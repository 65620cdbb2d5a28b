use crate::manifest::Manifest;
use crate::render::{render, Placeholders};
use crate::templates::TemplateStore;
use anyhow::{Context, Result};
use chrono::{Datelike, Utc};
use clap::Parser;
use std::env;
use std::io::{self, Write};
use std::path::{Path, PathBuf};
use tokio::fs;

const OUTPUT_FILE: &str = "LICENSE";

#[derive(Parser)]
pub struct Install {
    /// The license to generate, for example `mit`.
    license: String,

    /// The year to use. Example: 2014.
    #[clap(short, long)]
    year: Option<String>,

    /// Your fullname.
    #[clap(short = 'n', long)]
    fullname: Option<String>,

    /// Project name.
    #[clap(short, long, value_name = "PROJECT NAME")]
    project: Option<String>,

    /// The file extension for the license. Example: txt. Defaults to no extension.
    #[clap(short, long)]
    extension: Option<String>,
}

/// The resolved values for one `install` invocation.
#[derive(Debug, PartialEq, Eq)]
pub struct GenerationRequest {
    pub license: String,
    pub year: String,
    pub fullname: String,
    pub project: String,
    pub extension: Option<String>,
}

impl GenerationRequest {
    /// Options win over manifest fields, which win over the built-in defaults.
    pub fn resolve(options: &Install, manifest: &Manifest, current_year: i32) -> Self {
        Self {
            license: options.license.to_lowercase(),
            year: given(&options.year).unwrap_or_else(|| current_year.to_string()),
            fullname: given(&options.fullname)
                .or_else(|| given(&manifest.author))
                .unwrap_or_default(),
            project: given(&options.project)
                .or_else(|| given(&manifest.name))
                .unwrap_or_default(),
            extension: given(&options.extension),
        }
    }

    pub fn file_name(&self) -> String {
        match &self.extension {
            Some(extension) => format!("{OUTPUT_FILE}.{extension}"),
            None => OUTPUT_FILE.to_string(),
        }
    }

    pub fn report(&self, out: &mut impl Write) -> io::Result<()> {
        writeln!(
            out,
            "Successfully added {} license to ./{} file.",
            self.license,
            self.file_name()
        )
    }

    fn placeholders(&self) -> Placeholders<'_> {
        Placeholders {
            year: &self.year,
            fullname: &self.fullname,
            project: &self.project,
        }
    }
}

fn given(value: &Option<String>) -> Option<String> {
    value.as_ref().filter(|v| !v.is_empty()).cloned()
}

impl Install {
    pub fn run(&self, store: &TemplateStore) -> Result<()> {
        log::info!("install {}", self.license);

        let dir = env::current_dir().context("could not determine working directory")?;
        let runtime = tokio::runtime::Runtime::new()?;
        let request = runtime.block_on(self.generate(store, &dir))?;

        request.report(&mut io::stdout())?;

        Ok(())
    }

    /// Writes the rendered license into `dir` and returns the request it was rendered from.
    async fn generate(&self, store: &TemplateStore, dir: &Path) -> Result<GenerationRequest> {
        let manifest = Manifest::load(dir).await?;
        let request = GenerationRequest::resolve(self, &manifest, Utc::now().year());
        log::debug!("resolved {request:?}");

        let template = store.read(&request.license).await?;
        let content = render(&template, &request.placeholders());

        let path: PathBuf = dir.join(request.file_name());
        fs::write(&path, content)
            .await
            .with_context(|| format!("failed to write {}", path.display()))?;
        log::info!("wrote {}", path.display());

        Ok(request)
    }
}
════════
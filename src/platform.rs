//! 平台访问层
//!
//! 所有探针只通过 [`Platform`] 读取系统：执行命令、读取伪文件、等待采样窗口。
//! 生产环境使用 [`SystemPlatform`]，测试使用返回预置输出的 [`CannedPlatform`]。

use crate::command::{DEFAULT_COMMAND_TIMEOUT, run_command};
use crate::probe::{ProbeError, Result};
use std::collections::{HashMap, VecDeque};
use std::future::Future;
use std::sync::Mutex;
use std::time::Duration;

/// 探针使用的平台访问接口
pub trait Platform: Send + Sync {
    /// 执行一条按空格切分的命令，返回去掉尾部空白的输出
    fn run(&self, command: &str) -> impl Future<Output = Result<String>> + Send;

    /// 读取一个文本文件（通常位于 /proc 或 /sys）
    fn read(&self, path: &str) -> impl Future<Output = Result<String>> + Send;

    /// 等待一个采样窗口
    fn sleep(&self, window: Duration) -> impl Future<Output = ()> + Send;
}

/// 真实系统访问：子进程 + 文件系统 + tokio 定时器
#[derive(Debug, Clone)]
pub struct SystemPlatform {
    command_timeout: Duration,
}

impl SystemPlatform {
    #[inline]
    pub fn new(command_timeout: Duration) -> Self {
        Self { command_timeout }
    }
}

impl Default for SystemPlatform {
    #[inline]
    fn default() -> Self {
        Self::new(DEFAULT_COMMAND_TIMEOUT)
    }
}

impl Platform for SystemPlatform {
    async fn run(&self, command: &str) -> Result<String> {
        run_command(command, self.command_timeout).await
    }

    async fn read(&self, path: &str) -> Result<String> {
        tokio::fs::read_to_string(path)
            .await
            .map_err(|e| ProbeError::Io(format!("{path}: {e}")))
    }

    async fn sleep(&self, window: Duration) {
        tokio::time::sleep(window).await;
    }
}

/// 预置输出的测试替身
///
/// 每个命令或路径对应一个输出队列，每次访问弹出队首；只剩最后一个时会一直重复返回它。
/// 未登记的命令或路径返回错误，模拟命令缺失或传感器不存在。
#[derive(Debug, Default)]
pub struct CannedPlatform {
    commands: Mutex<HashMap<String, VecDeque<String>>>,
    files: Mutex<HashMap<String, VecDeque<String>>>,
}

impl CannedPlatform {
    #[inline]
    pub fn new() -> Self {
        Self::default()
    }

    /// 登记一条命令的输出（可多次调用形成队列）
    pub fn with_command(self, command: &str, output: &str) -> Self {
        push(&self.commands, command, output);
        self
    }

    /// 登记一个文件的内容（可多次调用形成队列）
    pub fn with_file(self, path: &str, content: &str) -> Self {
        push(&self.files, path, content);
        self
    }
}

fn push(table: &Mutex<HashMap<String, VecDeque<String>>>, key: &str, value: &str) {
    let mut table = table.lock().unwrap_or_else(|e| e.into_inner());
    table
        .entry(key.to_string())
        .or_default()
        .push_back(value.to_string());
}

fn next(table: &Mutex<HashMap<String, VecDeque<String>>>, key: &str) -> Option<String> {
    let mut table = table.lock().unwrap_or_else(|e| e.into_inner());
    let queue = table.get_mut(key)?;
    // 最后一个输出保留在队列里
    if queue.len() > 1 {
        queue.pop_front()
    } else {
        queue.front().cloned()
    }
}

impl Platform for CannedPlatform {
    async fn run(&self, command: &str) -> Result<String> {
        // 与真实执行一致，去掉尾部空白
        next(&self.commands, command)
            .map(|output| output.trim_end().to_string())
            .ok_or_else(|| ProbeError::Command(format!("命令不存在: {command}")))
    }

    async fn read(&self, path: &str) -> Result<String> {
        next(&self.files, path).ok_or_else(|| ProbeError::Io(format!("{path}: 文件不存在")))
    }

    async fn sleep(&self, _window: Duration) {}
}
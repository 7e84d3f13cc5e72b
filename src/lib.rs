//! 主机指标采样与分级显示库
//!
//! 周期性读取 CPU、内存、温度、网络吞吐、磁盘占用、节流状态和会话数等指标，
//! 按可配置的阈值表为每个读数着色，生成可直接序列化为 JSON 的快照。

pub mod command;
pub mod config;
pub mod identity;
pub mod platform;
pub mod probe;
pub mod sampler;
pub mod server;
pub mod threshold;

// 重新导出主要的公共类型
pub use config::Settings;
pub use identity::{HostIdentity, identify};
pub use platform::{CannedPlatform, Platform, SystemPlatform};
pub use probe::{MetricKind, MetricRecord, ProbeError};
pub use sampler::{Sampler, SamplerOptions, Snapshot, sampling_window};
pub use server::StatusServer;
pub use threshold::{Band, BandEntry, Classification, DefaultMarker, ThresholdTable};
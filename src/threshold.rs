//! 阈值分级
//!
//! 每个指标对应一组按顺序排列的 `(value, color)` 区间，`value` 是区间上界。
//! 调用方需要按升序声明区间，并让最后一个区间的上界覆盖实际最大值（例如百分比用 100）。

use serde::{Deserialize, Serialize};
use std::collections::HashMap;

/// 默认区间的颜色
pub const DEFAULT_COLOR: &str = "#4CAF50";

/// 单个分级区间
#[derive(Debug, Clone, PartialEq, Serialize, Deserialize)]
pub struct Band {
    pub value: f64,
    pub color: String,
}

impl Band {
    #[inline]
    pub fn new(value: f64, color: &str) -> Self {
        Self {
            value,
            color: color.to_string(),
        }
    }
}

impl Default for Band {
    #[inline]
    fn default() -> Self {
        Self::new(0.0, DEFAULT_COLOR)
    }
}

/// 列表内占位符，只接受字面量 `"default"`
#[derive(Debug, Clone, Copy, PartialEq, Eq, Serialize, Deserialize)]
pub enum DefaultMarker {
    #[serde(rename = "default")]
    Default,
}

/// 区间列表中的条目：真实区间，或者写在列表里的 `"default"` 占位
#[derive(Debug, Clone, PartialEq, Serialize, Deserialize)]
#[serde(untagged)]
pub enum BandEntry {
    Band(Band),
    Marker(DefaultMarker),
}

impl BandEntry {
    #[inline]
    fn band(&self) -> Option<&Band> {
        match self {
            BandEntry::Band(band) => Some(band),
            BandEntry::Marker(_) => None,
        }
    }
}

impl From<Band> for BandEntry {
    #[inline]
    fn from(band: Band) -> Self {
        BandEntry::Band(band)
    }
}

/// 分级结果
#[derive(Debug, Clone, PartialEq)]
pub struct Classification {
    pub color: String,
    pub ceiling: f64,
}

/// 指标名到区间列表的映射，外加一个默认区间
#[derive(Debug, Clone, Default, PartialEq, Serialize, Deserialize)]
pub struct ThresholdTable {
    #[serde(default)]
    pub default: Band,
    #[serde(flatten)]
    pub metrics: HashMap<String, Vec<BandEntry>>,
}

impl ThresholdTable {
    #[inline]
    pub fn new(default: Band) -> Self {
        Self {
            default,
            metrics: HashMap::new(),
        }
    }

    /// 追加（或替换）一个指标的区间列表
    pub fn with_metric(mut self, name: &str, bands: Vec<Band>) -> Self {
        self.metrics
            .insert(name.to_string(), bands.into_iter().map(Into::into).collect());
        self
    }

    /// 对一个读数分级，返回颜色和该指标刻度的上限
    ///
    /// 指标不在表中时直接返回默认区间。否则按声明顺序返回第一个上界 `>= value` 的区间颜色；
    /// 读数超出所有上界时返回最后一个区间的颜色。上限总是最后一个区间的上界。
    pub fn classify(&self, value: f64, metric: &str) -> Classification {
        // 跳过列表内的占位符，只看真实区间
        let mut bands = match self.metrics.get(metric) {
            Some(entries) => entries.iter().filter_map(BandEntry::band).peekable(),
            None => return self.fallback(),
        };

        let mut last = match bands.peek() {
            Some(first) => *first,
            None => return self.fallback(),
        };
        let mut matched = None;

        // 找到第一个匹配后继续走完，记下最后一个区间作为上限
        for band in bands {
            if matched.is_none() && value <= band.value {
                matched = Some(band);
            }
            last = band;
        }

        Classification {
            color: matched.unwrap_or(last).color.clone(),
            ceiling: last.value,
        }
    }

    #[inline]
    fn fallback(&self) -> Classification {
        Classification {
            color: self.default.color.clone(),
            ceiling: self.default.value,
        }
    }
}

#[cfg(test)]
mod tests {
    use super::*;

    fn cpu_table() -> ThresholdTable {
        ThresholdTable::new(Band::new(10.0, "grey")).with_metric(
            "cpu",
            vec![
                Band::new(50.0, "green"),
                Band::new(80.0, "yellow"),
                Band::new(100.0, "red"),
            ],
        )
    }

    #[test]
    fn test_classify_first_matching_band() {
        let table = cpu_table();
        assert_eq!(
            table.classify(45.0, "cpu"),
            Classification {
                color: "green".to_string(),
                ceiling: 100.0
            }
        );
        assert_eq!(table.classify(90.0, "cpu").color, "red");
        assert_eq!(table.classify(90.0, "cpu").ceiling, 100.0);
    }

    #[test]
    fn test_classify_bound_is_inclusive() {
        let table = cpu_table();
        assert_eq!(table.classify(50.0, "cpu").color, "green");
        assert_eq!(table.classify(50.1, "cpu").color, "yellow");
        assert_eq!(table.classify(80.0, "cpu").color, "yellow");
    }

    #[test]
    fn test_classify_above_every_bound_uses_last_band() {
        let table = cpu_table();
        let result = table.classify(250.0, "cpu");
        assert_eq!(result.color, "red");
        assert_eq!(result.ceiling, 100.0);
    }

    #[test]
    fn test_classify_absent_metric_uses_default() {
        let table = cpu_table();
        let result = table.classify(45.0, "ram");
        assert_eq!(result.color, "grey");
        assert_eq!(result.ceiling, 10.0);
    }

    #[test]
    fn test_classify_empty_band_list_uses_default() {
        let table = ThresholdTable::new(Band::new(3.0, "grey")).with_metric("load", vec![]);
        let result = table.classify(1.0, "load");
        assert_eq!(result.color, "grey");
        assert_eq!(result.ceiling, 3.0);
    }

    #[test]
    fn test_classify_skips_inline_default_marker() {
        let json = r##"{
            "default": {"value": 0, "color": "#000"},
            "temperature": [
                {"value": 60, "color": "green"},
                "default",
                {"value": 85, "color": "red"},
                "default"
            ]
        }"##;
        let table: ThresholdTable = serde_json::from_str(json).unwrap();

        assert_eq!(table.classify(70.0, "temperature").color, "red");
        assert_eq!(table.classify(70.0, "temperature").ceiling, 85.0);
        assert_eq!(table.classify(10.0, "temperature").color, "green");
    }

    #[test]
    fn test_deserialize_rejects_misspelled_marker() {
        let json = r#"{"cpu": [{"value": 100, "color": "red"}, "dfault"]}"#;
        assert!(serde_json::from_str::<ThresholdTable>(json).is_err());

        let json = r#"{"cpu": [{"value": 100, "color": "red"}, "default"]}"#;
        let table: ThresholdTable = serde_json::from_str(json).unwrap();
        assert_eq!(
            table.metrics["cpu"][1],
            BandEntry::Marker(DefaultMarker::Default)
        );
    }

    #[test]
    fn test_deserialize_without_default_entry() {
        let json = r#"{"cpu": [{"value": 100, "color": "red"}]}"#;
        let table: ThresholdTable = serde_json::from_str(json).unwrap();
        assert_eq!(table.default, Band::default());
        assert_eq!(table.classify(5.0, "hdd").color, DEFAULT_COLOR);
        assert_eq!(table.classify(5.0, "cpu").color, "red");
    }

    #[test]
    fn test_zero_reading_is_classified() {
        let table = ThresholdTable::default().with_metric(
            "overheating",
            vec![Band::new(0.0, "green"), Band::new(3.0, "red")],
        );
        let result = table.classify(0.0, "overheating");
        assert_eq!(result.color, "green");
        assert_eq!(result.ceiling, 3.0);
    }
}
════════
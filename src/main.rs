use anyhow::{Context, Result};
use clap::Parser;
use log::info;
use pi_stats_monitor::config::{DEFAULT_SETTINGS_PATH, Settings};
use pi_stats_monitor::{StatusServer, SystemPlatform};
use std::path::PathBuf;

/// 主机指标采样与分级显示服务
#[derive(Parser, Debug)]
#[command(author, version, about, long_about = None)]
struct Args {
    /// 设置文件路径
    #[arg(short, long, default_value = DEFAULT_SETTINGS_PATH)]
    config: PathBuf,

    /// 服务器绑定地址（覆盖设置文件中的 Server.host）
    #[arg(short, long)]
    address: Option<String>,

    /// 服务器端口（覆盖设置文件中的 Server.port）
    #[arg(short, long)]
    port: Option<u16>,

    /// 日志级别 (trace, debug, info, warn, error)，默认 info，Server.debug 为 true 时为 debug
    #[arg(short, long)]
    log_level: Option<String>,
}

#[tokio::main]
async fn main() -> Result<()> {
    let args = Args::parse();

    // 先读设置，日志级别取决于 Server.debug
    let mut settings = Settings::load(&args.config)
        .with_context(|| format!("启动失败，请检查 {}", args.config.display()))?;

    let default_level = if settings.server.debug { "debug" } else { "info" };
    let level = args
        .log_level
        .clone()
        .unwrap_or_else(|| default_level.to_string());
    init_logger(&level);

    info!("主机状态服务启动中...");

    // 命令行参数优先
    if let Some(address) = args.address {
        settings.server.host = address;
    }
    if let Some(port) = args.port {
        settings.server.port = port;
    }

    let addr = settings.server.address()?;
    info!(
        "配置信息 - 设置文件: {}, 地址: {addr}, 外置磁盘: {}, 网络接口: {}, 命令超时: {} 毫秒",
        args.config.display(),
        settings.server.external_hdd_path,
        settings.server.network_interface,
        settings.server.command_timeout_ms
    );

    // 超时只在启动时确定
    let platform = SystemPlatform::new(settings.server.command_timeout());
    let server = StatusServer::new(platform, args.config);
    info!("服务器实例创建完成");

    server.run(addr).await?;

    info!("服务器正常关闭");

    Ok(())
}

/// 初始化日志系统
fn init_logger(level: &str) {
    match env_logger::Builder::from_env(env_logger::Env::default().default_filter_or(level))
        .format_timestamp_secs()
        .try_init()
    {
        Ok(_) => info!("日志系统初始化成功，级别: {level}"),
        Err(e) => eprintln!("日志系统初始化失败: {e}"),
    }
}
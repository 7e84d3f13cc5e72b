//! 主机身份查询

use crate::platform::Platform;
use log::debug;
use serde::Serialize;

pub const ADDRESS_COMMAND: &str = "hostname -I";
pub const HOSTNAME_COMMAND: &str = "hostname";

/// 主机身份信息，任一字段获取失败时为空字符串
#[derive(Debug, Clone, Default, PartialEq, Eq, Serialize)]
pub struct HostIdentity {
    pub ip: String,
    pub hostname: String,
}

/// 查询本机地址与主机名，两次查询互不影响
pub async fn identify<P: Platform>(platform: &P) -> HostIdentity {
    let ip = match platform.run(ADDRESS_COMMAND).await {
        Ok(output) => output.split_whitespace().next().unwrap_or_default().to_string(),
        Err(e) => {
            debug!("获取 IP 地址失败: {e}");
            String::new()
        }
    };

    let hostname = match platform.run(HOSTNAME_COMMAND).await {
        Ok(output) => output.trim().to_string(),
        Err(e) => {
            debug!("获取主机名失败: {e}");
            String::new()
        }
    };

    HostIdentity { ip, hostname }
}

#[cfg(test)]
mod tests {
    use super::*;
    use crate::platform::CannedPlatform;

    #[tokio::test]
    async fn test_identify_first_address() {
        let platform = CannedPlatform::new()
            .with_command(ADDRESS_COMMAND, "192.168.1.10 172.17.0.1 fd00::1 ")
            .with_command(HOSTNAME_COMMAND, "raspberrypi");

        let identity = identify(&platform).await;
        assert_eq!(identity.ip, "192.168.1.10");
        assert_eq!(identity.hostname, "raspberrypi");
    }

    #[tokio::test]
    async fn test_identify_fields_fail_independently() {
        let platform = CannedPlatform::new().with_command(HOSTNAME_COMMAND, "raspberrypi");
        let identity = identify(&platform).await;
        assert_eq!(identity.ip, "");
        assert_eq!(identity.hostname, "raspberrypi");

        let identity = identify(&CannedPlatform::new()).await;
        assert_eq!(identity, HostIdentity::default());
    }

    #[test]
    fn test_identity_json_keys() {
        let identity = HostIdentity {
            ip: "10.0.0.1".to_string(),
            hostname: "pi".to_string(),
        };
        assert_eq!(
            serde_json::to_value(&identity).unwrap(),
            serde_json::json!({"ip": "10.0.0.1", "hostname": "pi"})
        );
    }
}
════════
WHAT YOU WILL DO:
Retype exactly, and only, the lines above from the one where "pub const ADDRESS_COMMAND: &str" occurs up to and including the one where "async fn test_identify_fields_fail_independently()" occurs.

RESULT OF THIS TASK:
pub const ADDRESS_COMMAND: &str = "hostname -I";
pub const HOSTNAME_COMMAND: &str = "hostname";

/// 主机身份信息，任一字段获取失败时为空字符串
#[derive(Debug, Clone, Default, PartialEq, Eq, Serialize)]
pub struct HostIdentity {
    pub ip: String,
    pub hostname: String,
}

/// 查询本机地址与主机名，两次查询互不影响
pub async fn identify<P: Platform>(platform: &P) -> HostIdentity {
    let ip = match platform.run(ADDRESS_COMMAND).await {
        Ok(output) => output.split_whitespace().next().unwrap_or_default().to_string(),
        Err(e) => {
            debug!("获取 IP 地址失败: {e}");
            String::new()
        }
    };

    let hostname = match platform.run(HOSTNAME_COMMAND).await {
        Ok(output) => output.trim().to_string(),
        Err(e) => {
            debug!("获取主机名失败: {e}");
            String::new()
        }
    };

    HostIdentity { ip, hostname }
}

#[cfg(test)]
mod tests {
    use super::*;
    use crate::platform::CannedPlatform;

    #[tokio::test]
    async fn test_identify_first_address() {
        let platform = CannedPlatform::new()
            .with_command(ADDRESS_COMMAND, "192.168.1.10 172.17.0.1 fd00::1 ")
            .with_command(HOSTNAME_COMMAND, "raspberrypi");

        let identity = identify(&platform).await;
        assert_eq!(identity.ip, "192.168.1.10");
        assert_eq!(identity.hostname, "raspberrypi");
    }

    #[tokio::test]
    async fn test_identify_fields_fail_independently() {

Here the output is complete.